Tre anni di reclusione e cinque anni di interdizione dai pubblici uffici. Questa la pena inflitta all’ex premier Silvio Berlusconi, dai giudici della prima sezione del Tribunale di Napoli, dopo sei ore di camera di consiglio.

Stessa pena inflitta anche a Valter Lavitola. Gli imputati sono stati inoltre condannati al risarcimento dei danni, che verrano definiti in sede civile, nei confronti del Senato della Repubblica, che si è costitutito parte civile.

L’accusa mossa dal pool di magistrati della procura – il procuratore aggiunto Vincenzo Piscitelli e i pm Henry John Woodcock, Fabrizio Vanorio e Alessandro Milita – sulla base delle dichiarazioni dell’ex senatore Sergio De Gregorio (condannato ad un anno e otto mesi dopo il patteggiamento), era quella di corruzione, da parte di Berlusconi allo stesso De Gregorio, eletto nelle file dell’Italia dei Valori, per passare tra i pidiellini e annullare la maggioranza risicata dell’allora Governo Prodi (crollata poi definitavemente col passaggio nelle file del centro destra di Clemente Mastella e Tommaso Barbato dopo l’arresto di Sandra Lonardo, moglie dello stesso Mastella), causando la fine dell’esecutivo stesso.

Nel dettaglio, l’ex cavaliere avrebbe pagato una tangente al leader dell’associazione Italiani nel mondo da ben tre milioni di euro, dei quali due milioni sarebbero stati versati in contanti, attraverso l’intermediazione dell’ex direttore dell’Avanti Valter Lavitola, e un milione versato ufficialmente nelle casse del movimento Italiani nel mondo.
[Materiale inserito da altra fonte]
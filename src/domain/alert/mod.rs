//! Alert domain: one-shot price thresholds.
//!
//! An alert is `waiting` until the price crosses its target, then
//! `triggered` until the user resets it. Evaluation only reports
//! transitions; the alert owner applies them.

pub mod evaluate;
pub mod state;

use crate::shared::CoinId;
use rust_decimal::Decimal;
use serde::{Deserialize, Serialize};
use std::fmt;

pub use evaluate::{evaluate_alerts, AlertTrigger};
pub use state::AlertBook;

// ─── AlertId ─────────────────────────────────────────────────────────────────

#[derive(Debug, Clone, Copy, PartialEq, Eq, Hash, PartialOrd, Ord, Serialize, Deserialize)]
#[serde(transparent)]
pub struct AlertId(pub i64);

impl fmt::Display for AlertId {
    fn fmt(&self, f: &mut fmt::Formatter<'_>) -> fmt::Result {
        write!(f, "{}", self.0)
    }
}

// ─── AlertDirection ──────────────────────────────────────────────────────────

#[derive(Debug, Clone, Copy, Default, PartialEq, Eq, Hash, Serialize, Deserialize)]
#[serde(rename_all = "lowercase")]
pub enum AlertDirection {
    #[default]
    Above,
    Below,
}

impl AlertDirection {
    pub fn as_str(&self) -> &'static str {
        match self {
            AlertDirection::Above => "above",
            AlertDirection::Below => "below",
        }
    }

    /// `above` fires at or over the target, `below` at or under it.
    pub fn is_crossed(&self, price: Decimal, target: Decimal) -> bool {
        match self {
            AlertDirection::Above => price >= target,
            AlertDirection::Below => price <= target,
        }
    }
}

impl fmt::Display for AlertDirection {
    fn fmt(&self, f: &mut fmt::Formatter<'_>) -> fmt::Result {
        f.write_str(self.as_str())
    }
}

// ─── AlertStatus ─────────────────────────────────────────────────────────────

#[derive(Debug, Clone, Copy, Default, PartialEq, Eq, Hash, Serialize, Deserialize)]
#[serde(rename_all = "lowercase")]
pub enum AlertStatus {
    #[default]
    Waiting,
    Triggered,
}

// ─── Alert ───────────────────────────────────────────────────────────────────

/// A persisted price alert.
#[derive(Debug, Clone, PartialEq, Serialize, Deserialize)]
#[serde(rename_all = "camelCase")]
pub struct Alert {
    pub id: AlertId,
    pub coin_id: CoinId,
    #[serde(rename = "type")]
    pub direction: AlertDirection,
    #[serde(rename = "price")]
    pub target: Decimal,
    #[serde(default)]
    pub status: AlertStatus,
}

impl Alert {
    pub fn is_triggered(&self) -> bool {
        self.status == AlertStatus::Triggered
    }

    pub fn validate(&self) -> Result<(), ValidationError> {
        check_fields(&self.coin_id, self.target)
    }
}

/// User input for a new alert.
#[derive(Debug, Clone, PartialEq)]
pub struct NewAlert {
    pub coin_id: CoinId,
    pub direction: AlertDirection,
    pub target: Decimal,
}

impl NewAlert {
    pub fn new(coin_id: impl Into<CoinId>, direction: AlertDirection, target: Decimal) -> Self {
        Self {
            coin_id: coin_id.into(),
            direction,
            target,
        }
    }

    pub fn validate(&self) -> Result<(), ValidationError> {
        check_fields(&self.coin_id, self.target)
    }
}

fn check_fields(coin_id: &CoinId, target: Decimal) -> Result<(), ValidationError> {
    if coin_id.is_empty() {
        return Err(ValidationError::MissingCoin);
    }
    if target.is_sign_negative() && !target.is_zero() {
        return Err(ValidationError::NegativeTarget(target));
    }
    Ok(())
}

#[derive(Debug, Clone, PartialEq)]
pub enum ValidationError {
    MissingCoin,
    NegativeTarget(Decimal),
}

impl fmt::Display for ValidationError {
    fn fmt(&self, f: &mut fmt::Formatter<'_>) -> fmt::Result {
        match self {
            ValidationError::MissingCoin => write!(f, "Alert has no coin"),
            ValidationError::NegativeTarget(v) => write!(f, "Alert target is negative: {}", v),
        }
    }
}

impl std::error::Error for ValidationError {}
use std::collections::HashMap;
use std::sync::Arc;

use tracing::{debug, trace};

use crate::Error;
use crate::ast::{Atom, Expr, Number, Value};
use crate::builtinops::{OperationFn, get_builtin_ops, math};

/// Environment for variable bindings
///
/// A single flat table: there are no nested scopes, so a `define` anywhere
/// replaces the one binding for that name.
#[derive(Debug, Clone, Default)]
pub struct Environment {
    bindings: HashMap<String, Value>,
}

impl Environment {
    /// An environment with no bindings at all, not even the builtins.
    /// Use [`standard_env`] for the usual starting point.
    pub fn new() -> Self {
        Environment {
            bindings: HashMap::new(),
        }
    }

    pub fn define(&mut self, name: impl Into<String>, value: Value) {
        self.bindings.insert(name.into(), value);
    }

    pub fn get(&self, name: &str) -> Option<&Value> {
        self.bindings.get(name)
    }

    pub fn contains(&self, name: &str) -> bool {
        self.bindings.contains_key(name)
    }

    pub fn len(&self) -> usize {
        self.bindings.len()
    }

    pub fn is_empty(&self) -> bool {
        self.bindings.is_empty()
    }

    /// Bound names in sorted order
    pub fn names(&self) -> Vec<&str> {
        let mut names: Vec<&str> = self.bindings.keys().map(String::as_str).collect();
        names.sort_unstable();
        names
    }

    /// Register a host function as a procedure.
    ///
    /// The function receives the evaluated arguments; arity checking is up to it.
    ///
    /// # Example
    /// ```
    /// use lispy::{Error, Value, run, standard_env};
    ///
    /// let mut env = standard_env();
    /// env.register_builtin_function("twice", |args: &[Value]| match args {
    ///     [v] => Ok(Value::List(vec![v.clone(), v.clone()])),
    ///     _ => Err(Error::TypeError("twice takes one argument".into())),
    /// });
    /// assert_eq!(run("(length (twice 7))", &mut env).unwrap(), Value::from(2));
    /// ```
    pub fn register_builtin_function<F>(&mut self, name: &str, func: F)
    where
        F: Fn(&[Value]) -> Result<Value, Error> + Send + Sync + 'static,
    {
        let wrapped: Arc<OperationFn> = Arc::new(move |args: Vec<Value>| func(&args));
        self.define(
            name,
            Value::Procedure {
                name: name.to_owned(),
                func: wrapped,
            },
        );
    }
}

/// Evaluation limits
#[derive(Debug, Clone, Copy, Default, PartialEq, Eq)]
pub struct EvalConfig {
    /// Maximum nesting of evaluation steps. `None` means unbounded, in which case
    /// deeply nested input can exhaust the native stack.
    pub max_depth: Option<usize>,
}

impl EvalConfig {
    /// Bounded at [`crate::DEFAULT_MAX_DEPTH`]
    pub fn bounded() -> Self {
        EvalConfig {
            max_depth: Some(crate::DEFAULT_MAX_DEPTH),
        }
    }
}

/// Evaluate an expression with no depth limit
pub fn eval(expr: &Expr, env: &mut Environment) -> Result<Value, Error> {
    eval_with_config(expr, env, &EvalConfig::default())
}

/// Evaluate an expression under the given limits
#[tracing::instrument(level = "trace", skip_all, fields(expr = %expr))]
pub fn eval_with_config(
    expr: &Expr,
    env: &mut Environment,
    config: &EvalConfig,
) -> Result<Value, Error> {
    eval_with_depth_tracking(expr, env, config, 0)
}

fn eval_with_depth_tracking(
    expr: &Expr,
    env: &mut Environment,
    config: &EvalConfig,
    depth: usize,
) -> Result<Value, Error> {
    if let Some(max) = config.max_depth
        && depth >= max
    {
        debug!(max, "evaluation depth limit exceeded");
        return Err(Error::DepthLimitExceeded(max));
    }

    match expr {
        Expr::Atom(Atom::Symbol(name)) => env
            .get(name)
            .cloned()
            .ok_or_else(|| Error::UnboundSymbol(name.clone())),
        Expr::Atom(Atom::Number(n)) => Ok(Value::Number(*n)),
        Expr::List(elements) => eval_list(elements, env, config, depth),
    }
}

fn eval_args(
    args: &[Expr],
    env: &mut Environment,
    config: &EvalConfig,
    depth: usize,
) -> Result<Vec<Value>, Error> {
    args.iter()
        .map(|arg| eval_with_depth_tracking(arg, env, config, depth + 1))
        .collect()
}

/// Special forms are recognized by their literal head symbol, so binding `if` or
/// `define` in the environment does not shadow them.
fn eval_list(
    elements: &[Expr],
    env: &mut Environment,
    config: &EvalConfig,
    depth: usize,
) -> Result<Value, Error> {
    match elements {
        [] => Ok(Value::List(vec![])),
        [head, args @ ..] => match head.as_symbol() {
            Some("if") => eval_if(args, env, config, depth),
            Some("define") => eval_define(args, env, config, depth),
            _ => {
                let func = eval_with_depth_tracking(head, env, config, depth + 1)?;
                let args = eval_args(args, env, config, depth)?;
                apply_procedure(&func, args)
            }
        },
    }
}

fn eval_if(
    args: &[Expr],
    env: &mut Environment,
    config: &EvalConfig,
    depth: usize,
) -> Result<Value, Error> {
    match args {
        [condition_expr, then_expr, else_expr] => {
            let condition = eval_with_depth_tracking(condition_expr, env, config, depth + 1)?;
            let branch = if condition.is_truthy() {
                then_expr
            } else {
                else_expr
            };
            eval_with_depth_tracking(branch, env, config, depth + 1)
        }
        _ => Err(Error::arity("if", 3, args.len())),
    }
}

fn eval_define(
    args: &[Expr],
    env: &mut Environment,
    config: &EvalConfig,
    depth: usize,
) -> Result<Value, Error> {
    match args {
        [Expr::Atom(Atom::Symbol(name)), expr] => {
            let value = eval_with_depth_tracking(expr, env, config, depth + 1)?;
            trace!(name = %name, value = %value, "define");
            env.define(name.clone(), value);
            Ok(Value::Unspecified)
        }
        [target, _] => Err(Error::TypeError(format!(
            "define requires a symbol, got {target}"
        ))),
        _ => Err(Error::arity("define", 2, args.len())),
    }
}

/// Invoke a procedure value on already-evaluated arguments
pub fn apply_procedure(procedure: &Value, args: Vec<Value>) -> Result<Value, Error> {
    match procedure {
        Value::Procedure { name, func } => {
            trace!(procedure = %name, argc = args.len(), "apply");
            func(args)
        }
        other => Err(Error::NotCallable(other.to_string())),
    }
}

/// Create an environment seeded with every builtin procedure and math constant
pub fn standard_env() -> Environment {
    let mut env = Environment::new();

    for builtin_op in get_builtin_ops() {
        env.define(builtin_op.name, builtin_op.to_procedure());
    }
    for &(name, value) in math::CONSTANTS {
        env.define(name, Value::Number(Number::Float(value)));
    }

    env
}
//! Builtin procedure registry.
//!
//! Every entry is a plain Rust function over already-evaluated arguments plus the
//! [`Arity`] it accepts. [`crate::evaluator::standard_env`] turns each entry into a
//! [`Value::Procedure`] whose wrapper checks the arity before the body runs, so
//! the bodies below can assume the argument count they were registered with.
//!
//! ```scheme
//! (+ 1 2 3)            ; => 6
//! (/ 1 2)              ; => 0.5, division is always true division
//! (map abs (list -1 2)); => (1 2)
//! (apply max (list 3 9 4))
//! ```
//!
//! ## Numbers
//!
//! Integer arithmetic stays integral and reports overflow as an error instead of
//! wrapping. Any float operand promotes the operation to float.
//!
//! ## Adding New Operations
//!
//! 1. Implement `fn(args: &[Value]) -> Result<Value, Error>`
//! 2. Add a [`BuiltinOp`] to `BUILTIN_OPS` (or `math::MATH_OPS`) with its arity
//! 3. Add cases to the table-driven tests below

pub(crate) mod math;

use std::fmt;
use std::sync::Arc;

use crate::Error;
use crate::ast::{Number, Value};
use crate::evaluator::apply_procedure;

/// Canonical erased procedure type stored in [`Value::Procedure`].
///
/// Procedures receive ownership of their argument vector.
pub type OperationFn = dyn Fn(Vec<Value>) -> Result<Value, Error> + Send + Sync;

/// Signature of a registry entry
pub type BuiltinFn = fn(&[Value]) -> Result<Value, Error>;

/// Number of arguments a builtin accepts
#[derive(Debug, Clone, Copy, PartialEq, Eq)]
pub enum Arity {
    Exact(usize),
    AtLeast(usize),
    Range(usize, usize),
    Any,
}

impl Arity {
    pub fn accepts(self, count: usize) -> bool {
        match self {
            Arity::Exact(n) => count == n,
            Arity::AtLeast(n) => count >= n,
            Arity::Range(lo, hi) => (lo..=hi).contains(&count),
            Arity::Any => true,
        }
    }

    pub fn validate(self, name: &str, count: usize) -> Result<(), Error> {
        if self.accepts(count) {
            Ok(())
        } else {
            Err(Error::arity(name, self, count))
        }
    }
}
//! Headless run of the motion/sync loop against an arena scene

use player_core::{
    FixedStepClock, MotionSyncLoop, NodeId, OverlayPlane, SceneConfig, SceneError, SceneStore,
    Transform, ViewportSize,
};
use serde::Serialize;
use std::io::Write;
use thiserror::Error;
use tracing::{debug, info};

#[derive(Error, Debug)]
pub enum TraceError {
    #[error("Scene error: {0}")]
    Scene(#[from] SceneError),

    #[error("IO error: {0}")]
    Io(#[from] std::io::Error),

    #[error("JSON error: {0}")]
    Json(#[from] serde_json::Error),
}

/// Output encoding for trace records
#[derive(Debug, Clone, Copy, PartialEq, Eq, clap::ValueEnum)]
pub enum OutputFormat {
    /// One JSON object per line
    Json,
    Csv,
}

/// Everything a trace run needs besides the scene config
#[derive(Debug, Clone)]
pub struct Scenario {
    pub frames: u32,
    pub delta: f32,
    /// Pointer position in CSS pixels, applied before the first frame
    pub pointer: Option<(f32, f32)>,
    pub viewport: ViewportSize,
    /// Frames to run before the model (and its anchor) finish loading
    pub load_after: u32,
}

impl Default for Scenario {
    fn default() -> Self {
        Self {
            frames: 120,
            delta: 1.0 / 60.0,
            pointer: None,
            viewport: ViewportSize::new(1280.0, 720.0, 1.0),
            load_after: 0,
        }
    }
}

/// One line of the trace
#[derive(Debug, Clone, PartialEq, Serialize)]
pub struct TraceRecord {
    pub frame: u32,
    pub time: f32,
    pub camera: [f32; 3],
    pub bob: Option<f32>,
    pub yaw: Option<f32>,
    pub overlay: Option<[f32; 3]>,
    pub synced: bool,
    pub noise_time: f32,
}

impl TraceRecord {
    pub const CSV_HEADER: &'static str =
        "frame,time,camera_x,camera_y,camera_z,bob,yaw,overlay_x,overlay_y,overlay_z,synced,noise_time";

    pub fn to_csv(&self) -> String {
        let opt = |v: Option<f32>| v.map(|v| v.to_string()).unwrap_or_default();
        let overlay = self.overlay.map(|o| o.map(Some)).unwrap_or([None; 3]);
        format!(
            "{},{},{},{},{},{},{},{},{},{},{},{}",
            self.frame,
            self.time,
            self.camera[0],
            self.camera[1],
            self.camera[2],
            opt(self.bob),
            opt(self.yaw),
            opt(overlay[0]),
            opt(overlay[1]),
            opt(overlay[2]),
            self.synced,
            self.noise_time
        )
    }
}

/// Nodes of the stand-in player model: root, body and the tagged screen
fn spawn_model(store: &mut SceneStore, anchor_tag: &str) -> Result<NodeId, SceneError> {
    let root = store.spawn("player", None, Transform::IDENTITY)?;
    let body = store.spawn("body", Some(root), Transform::from_xyz(0.0, 1.0, 0.0))?;
    let screen = store.spawn("screen", Some(body), Transform::from_xyz(0.0, 0.35, 0.12))?;
    store.set_tag(screen, anchor_tag)?;
    Ok(root)
}

/// Run the scenario and collect one record per frame
pub fn run(config: &SceneConfig, scenario: &Scenario) -> Result<Vec<TraceRecord>, TraceError> {
    let mut store = SceneStore::new();
    let camera = store.spawn("camera", None, Transform::IDENTITY)?;
    let mut sync = MotionSyncLoop::new(config, camera);
    let mut clock = FixedStepClock::new(scenario.delta);
    let plane = OverlayPlane::new(&config.overlay);

    if let Some((x, y)) = scenario.pointer {
        sync.on_pointer_move(x, y, &scenario.viewport);
    }

    info!(
        frames = scenario.frames,
        delta = scenario.delta,
        load_after = scenario.load_after,
        "Starting trace"
    );

    let mut records = Vec::with_capacity(scenario.frames as usize);
    for frame in 0..scenario.frames {
        if frame == scenario.load_after && !sync.is_model_loaded() {
            let root = spawn_model(&mut store, &config.overlay.anchor_tag)?;
            let overlay = sync.load_model(&mut store, root, &config.overlay.anchor_tag, &plane)?;
            debug!(frame, anchored = overlay.is_some(), "Model loaded");
        }

        let report = sync.run(&mut clock, &mut store)?;
        records.push(TraceRecord {
            frame,
            time: report.time,
            camera: report.camera.to_array(),
            bob: report.model.map(|p| p.bob),
            yaw: report.model.map(|p| p.yaw),
            overlay: report.overlay.map(|t| t.translation.to_array()),
            synced: report.overlay.is_some(),
            noise_time: store.noise_time(),
        });
    }

    Ok(records)
}

pub fn write_records<W: Write>(
    out: &mut W,
    records: &[TraceRecord],
    format: OutputFormat,
) -> Result<(), TraceError> {
    match format {
        OutputFormat::Json => {
            for record in records {
                serde_json::to_writer(&mut *out, record)?;
                writeln!(out)?;
            }
        }
        OutputFormat::Csv => {
            writeln!(out, "{}", TraceRecord::CSV_HEADER)?;
            for record in records {
                writeln!(out, "{}", record.to_csv())?;
            }
        }
    }
    out.flush()?;
    Ok(())
}

#[cfg(test)]
mod tests {
    use super::*;

    #[test]
    fn test_overlay_waits_for_model() {
        let scenario = Scenario {
            frames: 10,
            load_after: 4,
            ..Default::default()
        };
        let records = run(&SceneConfig::default(), &scenario).unwrap();

        assert_eq!(records.len(), 10);
        assert!(records[..4].iter().all(|r| !r.synced && r.bob.is_none()));
        assert!(records[4..].iter().all(|r| r.synced && r.bob.is_some()));
    }

    #[test]
    fn test_overlay_tracks_screen_height() {
        let records = run(&SceneConfig::default(), &Scenario::default()).unwrap();
        for record in records {
            let overlay = record.overlay.unwrap();
            let bob = record.bob.unwrap();
            // screen sits 1.35 above the model root, which bobs
            assert!((overlay[1] - (1.35 + bob)).abs() < 1e-4);
        }
    }

    #[test]
    fn test_first_frame_has_zero_time() {
        let records = run(&SceneConfig::default(), &Scenario::default()).unwrap();
        assert_eq!(records[0].time, 0.0);
        assert_eq!(records[0].noise_time, 0.0);
        assert!((records[60].time - 1.0).abs() < 1e-3);
    }

    #[test]
    fn test_pointer_drifts_camera() {
        let scenario = Scenario {
            frames: 300,
            pointer: Some((1280.0, 360.0)),
            ..Default::default()
        };
        let records = run(&SceneConfig::default(), &scenario).unwrap();
        let last = records.last().unwrap();
        assert!((last.camera[0] - 0.75).abs() < 1e-4);
        assert!((last.camera[1] - 1.25).abs() < 1e-4);
    }

    #[test]
    fn test_json_lines_output() {
        let scenario = Scenario {
            frames: 3,
            ..Default::default()
        };
        let records = run(&SceneConfig::default(), &scenario).unwrap();
        let mut out = Vec::new();
        write_records(&mut out, &records, OutputFormat::Json).unwrap();

        let text = String::from_utf8(out).unwrap();
        let lines: Vec<_> = text.lines().collect();
        assert_eq!(lines.len(), 3);
        let value: serde_json::Value = serde_json::from_str(lines[2]).unwrap();
        assert_eq!(value["frame"], 2);
        assert_eq!(value["synced"], true);
    }

    #[test]
    fn test_csv_output_before_load() {
        let scenario = Scenario {
            frames: 2,
            load_after: 5,
            ..Default::default()
        };
        let records = run(&SceneConfig::default(), &scenario).unwrap();
        let mut out = Vec::new();
        write_records(&mut out, &records, OutputFormat::Csv).unwrap();

        let text = String::from_utf8(out).unwrap();
        let mut lines = text.lines();
        assert_eq!(lines.next(), Some(TraceRecord::CSV_HEADER));
        let row: Vec<_> = lines.next().unwrap().split(',').collect();
        assert_eq!(row.len(), 12);
        assert_eq!(row[5], "");
        assert_eq!(row[10], "false");
    }
}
La pena è stata comunque meno dura di quanto richiesto dai pm (cinque anni per Berlusconi, quattro anni e quattro mesi a Lavitola).

È la prima volta nella storia repubblicana che un leader politico viene riconosciuto colpevole di aver corrotto un senatore per far cadere il Governo del proprio paese, presieduto da un suo avversario. E proprio Romano Prodi, che al pm Woodcock aveva riferito di non essere a conoscenza di alcuna compravendita di senatori, dichiara di non volersi essere costitutito parte civile al processo perché “Non è stata lesa la mia persona, bensì la democrazia”.

“Prendo atto di un’assurda sentenza politica al termine di un processo solo politico costruito su un teorema accusatorio risibilie”. Così Silvio Berlusconi dopo la sentenza.
“È una sentenza che riteniamo clamorosamente ingiusta ed ingiustificata” dichiara il suo legale Niccolò Ghedini ha già fatto sapere che farà ricorso in Cassazione. Dichiarazione che appare quasi ridicola, dato che la sentenza non potrà mai essere eseguita perché il 6 Novembre decorrerà la prescrizione, a cui gli imputati tuttavia potrebbero anche rinunciare (cosa che appare quantomeno difficile).

La sentenza quindi va a rimpolpare il già nutrito numero di vittorie di Pirro della Giustizia italiana, aggirata e violentata continuamente da certi personaggi che costruiscono i loro percorsi politici ed istituzionali sulla corruzione, il sotterfugio e il potere mediatico. Personaggi che credono di poter dare un rezzo a qualsiasi cosa, a qualsiasi uomo. Personaggi che trovano terreno fertile proprio quando incontrano altri personaggi come lo stesso De Gregorio, che giocando a fare la parte del peccatore in via di redenzione come San Francesco dichiara “Mi appello al presidente Renzi perché faccia approvare il pacchetto anticorruzione che contempla una norma che impedisce la prescrizione in casi come questo.”

E sempre con dichiarazione dello stesso De Gregorio, rilasciata ai magistrati durante la sua confessione, fa da manifesto a tutta questa vergognosa vicenda: “La considero la peggior storia di malcostume politico della vita repubblicana e io, poprio io, me ne sono fatto portatore”.